Suppose we have $x=(x_1,…,x_n)|\mu,\sigma^2\sim f(x_i|\mu,\sigma^2)$ $iid$, also let $\mu\sim p(\mu)$ and $\sigma^2\sim \pi(\sigma^2)$ be prior distributions. Here $f,p,\pi$ are generic distributions.
Then the posterior is
$$
p(\mu,\sigma^2|x)= c\times L(\mu,\sigma^2)p(\mu)\pi(\sigma^2),
$$
where $c$ is the normalizing constant and $L(\mu,\sigma^2)=f(x|\mu,\sigma^2)$
is the likelihood function. Suppose I want to estimate $\phi=\phi(\mu,\sigma^2)=\mu/\sigma^{3/2}$, what is the Bayesian estimator of $\phi$? Can I just compute
$$
E(\phi|x)=\int\int \phi\times p(\mu,\sigma^2)d\mu d\sigma^2.
$$
or, do I have to obtain the posterior distribution of $\phi$ first, then compute the posterior expectation of $\phi$? In which cases I can obtain Bayes' estimator of a function of the parameters directly from the joint posterior distribution of those parameters?
My doubt is due to the fact that the Bayesian estimator under quadratic loss (which is the posterior expectation) is not invariant under transformation.
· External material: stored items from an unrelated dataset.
//! File-backed secret provider.
//!
//! The secret is stored as the bare base32 string, nothing else, in a file
//! readable and writable by the owner only. An empty file counts as "no
//! secret yet" so an operator can pre-create the file with the right
//! ownership.

use std::io::ErrorKind;
use std::path::{Path, PathBuf};

use async_trait::async_trait;
use tokio::io::AsyncWriteExt;

use crate::error::{StorageError, StorageResult};
use crate::secret::{SecretProvider, SecretRecord};

/// Permission bits for the secret file.
#[cfg(unix)]
const SECRET_FILE_MODE: u32 = 0o600;

/// Stores the OTP secret in a single file.
#[derive(Debug, Clone)]
pub struct FileSecretProvider {
    path: PathBuf,
}

impl FileSecretProvider {
    /// Creates a provider for the secret file at `path`.
    #[must_use]
    pub fn new(path: impl Into<PathBuf>) -> Self {
        Self { path: path.into() }
    }

    /// Path of the secret file.
    #[must_use]
    pub fn path(&self) -> &Path {
        &self.path
    }

    async fn read_trimmed(&self) -> StorageResult<Option<String>> {
        match tokio::fs::read_to_string(&self.path).await {
            Ok(content) => {
                let trimmed = content.trim();
                Ok((!trimmed.is_empty()).then(|| trimmed.to_string()))
            }
            Err(e) if e.kind() == ErrorKind::NotFound => Ok(None),
            Err(e) if e.kind() == ErrorKind::InvalidData => Err(StorageError::InvalidData(
                format!("{} is not valid UTF-8", self.path.display()),
            )),
            Err(e) => Err(e.into()),
        }
    }
}

#[async_trait]
impl SecretProvider for FileSecretProvider {
    async fn get(&self) -> StorageResult<Option<SecretRecord>> {
        Ok(self.read_trimmed().await?.map(SecretRecord::new))
    }

    async fn insert(&self, record: &SecretRecord) -> StorageResult<()> {
        if self.read_trimmed().await?.is_some() {
            return Err(StorageError::AlreadyExists("OTP secret"));
        }

        if let Some(parent) = self.path.parent() {
            if !parent.as_os_str().is_empty() {
                tokio::fs::create_dir_all(parent).await?;
            }
        }

        let mut options = tokio::fs::OpenOptions::new();
        options.write(true).create(true).truncate(true);
        #[cfg(unix)]
        options.mode(SECRET_FILE_MODE);

        let mut file = options.open(&self.path).await?;

        // `mode` only applies when the file is created; tighten a
        // pre-existing empty file as well.
        #[cfg(unix)]
        {
            use std::os::unix::fs::PermissionsExt;
            let perms = std::fs::Permissions::from_mode(SECRET_FILE_MODE);
            tokio::fs::set_permissions(&self.path, perms).await?;
        }

        file.write_all(record.otp_key.as_bytes()).await?;
        file.sync_all().await?;

        tracing::debug!(path = %self.path.display(), "OTP secret written");
        Ok(())
    }
}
So, I would be glad if somebody could clarify this for me.
Best Answer
Let's say you want to estimate the posterior on $\phi$, you can do the following; $$ \begin{aligned} p(\phi \vert x) &= \int d\mu \int d\sigma^2 \ p(\phi, \mu , \sigma^2\vert x)\\ &= \int d\mu \int d\sigma^2\ p(\mu, \sigma^2 \vert x)p(\phi \vert \mu, \sigma^2)\\ &= \int d\mu \int d\sigma^2\ c L(\mu, \sigma^2)p(\mu)p(\sigma^2)\delta\left(\sigma^2 - \frac{\mu}{\phi}^{2/3}\right)\\ &= \int d\mu\ c L\left(\mu, \sigma^2=\frac{\mu}{\phi}^{2/3}\right)p(\mu)p\left(\sigma^2 = \frac{\mu}{\phi}^{2/3}\right), \end{aligned} $$ where $\delta(y)$ is the Dirac delta and $p(\phi \vert \mu, \sigma^2)$ is a Dirac delta because $\phi$ is a function of $\mu$ and $\sigma^2$. And based on that, the expected value of $\phi$ is given by $$ \begin{aligned} E(\phi \vert x) &= \int d\phi \ \phi p(\phi \vert x)\\ &= \int d\phi \ \phi \int d\mu\ \ c L\left(\mu, \sigma^2=\frac{\mu}{\phi}^{2/3}\right)p(\mu)p\left(\sigma^2 = \frac{\mu}{\phi}^{2/3}\right)\\ &= \int d\phi \ \phi\int d\mu d\sigma^2 \ p(\mu, \sigma^2\vert x)\delta\left(\phi -\frac{\mu}{\sigma^{3/2}}\right). \end{aligned} $$
You can see that the two methods you proposed are therefore equivalent. Of course, now the prior on $\phi$ is then completely controlled by the prior on $\mu$ and $\sigma^2$.